Our Team

Jennifer Gaddy, PhD

Principal Investigator

Jennifer Gaddy, PhD

Associate Professor of Medicine and Pathology, Microbiology, and Immunology
Vanderbilt University Medical Center


Dr. Gaddy's research focuses on how the host responds to infection of the reproductive tract, specifically in the context of pregnancy.   

Her latest work demonstrates that the bacterial pathogen Group B Streptococcus can highjack placental macrophage cells as a Trojan horse to ascend the gravid reproductive tract and cross the placenta to infect the developing fetus.  Dr. Gaddy’s current research program seeks to understand the host and environmental factors that contribute to susceptibility to perinatal infections and also to elucidate the antimicrobial molecules produced in human breast milk.   

Dr. Gaddy brings expertise in bacterial pathogenesis, innate immunity, and reproductive immunology and she utilizes cutting-edge techniques such as high-resolution imaging modalities (including electron microscopy), primary cell and tissue models, preclinical animal models of disease, and multi-omics techniques in her research.  

She has authored over 110 peer-reviewed manuscripts (with an H-index of 40 on Google Scholar) and is the Director of the Pre3 Initiative (Preventing Adverse Pregnancy Outcomes and Prematurity) and the Director of Infectious Disease Research in the Women’s Reproductive Health Research Center at VUMC. 
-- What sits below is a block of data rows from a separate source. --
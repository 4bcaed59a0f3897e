//! Cache Service Module
//!
//! Orchestrates the store, TTL policy resolution and statistics. This is the one
//! shared instance per process: constructed by the entry point and handed to
//! cache-aside wrappers and the admin surface.

use std::collections::BTreeMap;
use std::sync::Arc;

use serde::Serialize;
use serde_json::Value;
use tracing::{debug, error, info};

use crate::cache::payload::Payload;
use crate::cache::stats::{CacheStats, StatsSnapshot};
use crate::cache::store::{KeyInfo, ServerStats, Store, StoreHealth};
use crate::cache::ttl::{Category, Resolved, Strategy, TtlPolicy};
use crate::error::{CacheError, Result, StoreError};

// == Reports ==
/// Statistics snapshot plus backend health.
#[derive(Debug, Clone, Serialize)]
pub struct StatsReport {
    pub application_stats: StatsSnapshot,
    pub store_stats: StoreStats,
}

/// Backend metrics, or a disconnected marker when it cannot be reached.
#[derive(Debug, Clone, Serialize)]
#[serde(untagged)]
pub enum StoreStats {
    Connected(ServerStats),
    Disconnected { status: String },
}

/// A single raw key as seen by an operator.
#[derive(Debug, Clone, PartialEq, Serialize)]
pub struct KeyValue {
    pub key: String,
    pub value: Value,
    pub ttl: Option<u64>,
}

#[derive(Debug, Clone, Serialize)]
pub struct PingReport {
    /// `connected` or `disconnected`
    pub status: String,
    pub latency_ms: Option<f64>,
}

// == Strategy Catalogue ==
#[derive(Debug, Clone, Serialize)]
pub struct StrategyCatalogue {
    pub strategies: BTreeMap<Strategy, StrategyInfo>,
    pub data_types: BTreeMap<Category, Strategy>,
    pub examples: BTreeMap<String, StrategyExample>,
}

#[derive(Debug, Clone, Serialize)]
pub struct StrategyInfo {
    pub ttl_seconds: u64,
}

#[derive(Debug, Clone, Serialize)]
pub struct StrategyExample {
    pub endpoint: String,
    pub strategy: Strategy,
    #[serde(skip_serializing_if = "Option::is_none")]
    pub ttl_seconds: Option<u64>,
    #[serde(skip_serializing_if = "Option::is_none")]
    pub invalidates: Option<String>,
}

impl StrategyExample {
    fn new(endpoint: &str, strategy: Strategy) -> Self {
        let daily = strategy == Strategy::Daily;
        Self {
            endpoint: endpoint.to_string(),
            strategy,
            ttl_seconds: (!daily).then(|| strategy.ttl_seconds()),
            invalidates: daily.then(|| "midnight UTC".to_string()),
        }
    }
}

/// The fixed strategy catalogue: every tier, every category default, and a few
/// representative endpoints.
pub fn strategy_catalogue() -> StrategyCatalogue {
    let strategies = Strategy::ALL
        .iter()
        .map(|&s| {
            (
                s,
                StrategyInfo {
                    ttl_seconds: s.ttl_seconds(),
                },
            )
        })
        .collect();
    let data_types = Category::ALL.iter().map(|&c| (c, c.strategy())).collect();

    let mut examples = BTreeMap::new();
    examples.insert(
        "market_status".to_string(),
        StrategyExample::new("/v1/market/status", Strategy::Short),
    );
    examples.insert(
        "ticker_info".to_string(),
        StrategyExample::new("/v1/ticker/AAPL/info", Strategy::Long),
    );
    examples.insert(
        "financial_statements".to_string(),
        StrategyExample::new("/v1/ticker/MSFT/balance-sheet", Strategy::Daily),
    );

    StrategyCatalogue {
        strategies,
        data_types,
        examples,
    }
}

// == Cache Service ==
#[derive(Debug)]
pub struct CacheService {
    store: Arc<Store>,
    stats: CacheStats,
    /// Upper bound on keys returned by one listing
    scan_limit: usize,
}

impl CacheService {
    pub fn new(store: Arc<Store>, scan_limit: usize) -> Self {
        let stats = CacheStats::new(store.clock().now());
        Self {
            store,
            stats,
            scan_limit,
        }
    }

    pub fn store(&self) -> &Arc<Store> {
        &self.store
    }

    // == Get ==
    /// Counted read: `(value, hit)`. Faults count as misses.
    pub async fn get(&self, key: &str) -> (Option<Value>, bool) {
        match self.lookup(key).await {
            Ok(Some(value)) => (Some(value), true),
            Ok(None) => (None, false),
            Err(_) => (None, false),
        }
    }

    /// Counted read that reports why a lookup failed.
    ///
    /// Any non-hit, faults included, counts as a miss; a corrupt payload also
    /// counts as an error.
    pub async fn lookup(&self, key: &str) -> std::result::Result<Option<Value>, StoreError> {
        match self.store.try_get(key).await {
            Ok(Some(value)) => {
                self.stats.record_hit();
                Ok(Some(value))
            }
            Ok(None) => {
                self.stats.record_miss();
                Ok(None)
            }
            Err(e) => {
                self.stats.record_miss();
                if matches!(e, StoreError::Serialization(_)) {
                    self.stats.record_error();
                    error!(key, error = %e, "Cached payload could not be decoded");
                }
                Err(e)
            }
        }
    }

    // == Set ==
    /// Resolves the policy and writes. `NO_CACHE` succeeds without writing.
    pub async fn set(&self, key: &str, value: &Payload, policy: &TtlPolicy) -> bool {
        let expiry = match policy.resolve() {
            Resolved::Skip => {
                debug!(key, "NO_CACHE policy, not storing");
                return true;
            }
            Resolved::Store(expiry) => expiry,
        };

        if self.store.set(key, value, expiry).await {
            self.stats.record_set();
            true
        } else {
            self.stats.record_error();
            false
        }
    }

    // == Invalidate ==
    /// Deletes every key matching a glob pattern.
    ///
    /// Failures are counted and logged; the result is then 0.
    pub async fn invalidate(&self, pattern: &str) -> u64 {
        match self.store.try_delete_pattern(pattern).await {
            Ok(count) => {
                info!(pattern, count, "Invalidated cache keys");
                count
            }
            Err(e) => {
                self.stats.record_error();
                error!(pattern, error = %e, "Error invalidating keys");
                0
            }
        }
    }

    // == Stats ==
    pub async fn stats(&self) -> StatsReport {
        let store_stats = match self.store.stats().await {
            Some(stats) => StoreStats::Connected(stats),
            None => StoreStats::Disconnected {
                status: "disconnected".to_string(),
            },
        };
        StatsReport {
            application_stats: self.stats.snapshot(self.store.clock().now()),
            store_stats,
        }
    }

    /// Counts a producer call that exceeded the slow-call threshold.
    pub fn record_slow_call(&self) {
        self.stats.record_slow_call();
    }

    /// Zeroes the counters and restarts uptime. Stored entries are untouched.
    pub fn reset_stats(&self) {
        self.stats.reset(self.store.clock().now());
        info!("Cache statistics reset");
    }

    pub fn strategies(&self) -> StrategyCatalogue {
        strategy_catalogue()
    }

    pub async fn health(&self) -> StoreHealth {
        self.store.health().await
    }

    // == Admin Operations ==
    // These report backend unavailability instead of degrading.

    /// Fails with [`CacheError::Unavailable`] unless the backend answers a ping.
    pub async fn ensure_available(&self) -> Result<()> {
        self.store.ping().await?;
        Ok(())
    }

    pub async fn clear(&self) -> Result<()> {
        self.store.try_clear().await?;
        info!("Cache cleared");
        Ok(())
    }

    /// Checked invalidation for operators: unavailability is an error, not 0.
    pub async fn invalidate_checked(&self, pattern: &str) -> Result<u64> {
        if pattern.trim().is_empty() {
            return Err(CacheError::InvalidRequest("pattern must not be empty".into()));
        }
        self.ensure_available().await?;
        Ok(self.invalidate(pattern).await)
    }

    /// Lists keys with TTL and size, bounded by the configured scan limit.
    pub async fn list_keys(&self, pattern: &str, limit: Option<usize>) -> Result<Vec<KeyInfo>> {
        let limit = limit.unwrap_or(self.scan_limit).min(self.scan_limit);
        Ok(self.store.try_scan(pattern, limit).await?)
    }

    pub async fn get_raw(&self, key: &str) -> Result<KeyValue> {
        let value = self
            .store
            .try_get(key)
            .await?
            .ok_or_else(|| CacheError::NotFound(key.to_string()))?;
        let ttl = self.store.try_ttl(key).await?;
        Ok(KeyValue {
            key: key.to_string(),
            value,
            ttl,
        })
    }

    pub async fn set_raw(&self, key: &str, value: Value, policy: &TtlPolicy) -> Result<()> {
        if key.is_empty() {
            return Err(CacheError::InvalidRequest("key must not be empty".into()));
        }
        let expiry = match policy.resolve() {
            Resolved::Skip => return Ok(()),
            Resolved::Store(expiry) => expiry,
        };
        self.store
            .try_set(key, &Payload::from(value), expiry)
            .await?;
        Ok(())
    }

    pub async fn delete_raw(&self, key: &str) -> Result<()> {
        if self.store.try_delete(key).await? {
            Ok(())
        } else {
            Err(CacheError::NotFound(key.to_string()))
        }
    }

    /// Latency check; never fails, reports `disconnected` instead.
    pub async fn ping(&self) -> PingReport {
        match self.store.ping().await {
            Ok(latency) => PingReport {
                status: "connected".to_string(),
                latency_ms: Some((latency.as_secs_f64() * 1000.0 * 100.0).round() / 100.0),
            },
            Err(e) => {
                debug!(error = %e, "Cache ping failed");
                PingReport {
                    status: "disconnected".to_string(),
                    latency_ms: None,
                }
            }
        }
    }
}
For updates on Dr. Gaddy's latest published research click here.


Lab Members

Walter Avila

Walter Avila is a graduate scholar from Fisk University in the Gaddy lab. His master's thesis work focuses on how CadD, a metal homeostasis virulence factor, modifies the perinatal pathogen Group B Streptococcus' pathogenesis and interactions with the vaginal microbiota.

Kensley Horner

Kensley Horner is a graduate scholar from Fisk University in the Gaddy Lab.  Her master's thesis work focuses on how the control of virulence regulator (CovR) is involved in Group B Streptococcus pathogenesis and metal homeostasis.   

Sabrina K. Spicer, PhD

Dr. Sabrina Spicer is post-doctoral fellow in the Gaddy Lab. Dr. Spicer is an expert in chemical biology whose research interests focus on human milk oligosaccharide biology, antibiotic resistance mechanisms, and host-pathogen modeling. She is currently investigating the utility of human milk oligosaccharides as adjuvants against pan- and multi-drug resistant strains of Acinetobacter baumannii. 

Julie Talbert 

Julie Talbert is a graduate student in the Department of Chemistry who is co-mentored by Dr. Gaddy. Julie’s thesis work focuses on multi-omics approaches to studying host and pathogen responses to exposures to human milk oligosaccharides and investigations of microbe-microbe interactions of the reproductive tract.

Riya Chinni 

Riya Chinni is an undergraduate scholar in the Gaddy lab. Her research immersion project focuses on understanding how micronutrients (such as metal ions) influence the perinatal pathogen Group B Streptococcus with respect to growth, viability, and biofilm formation.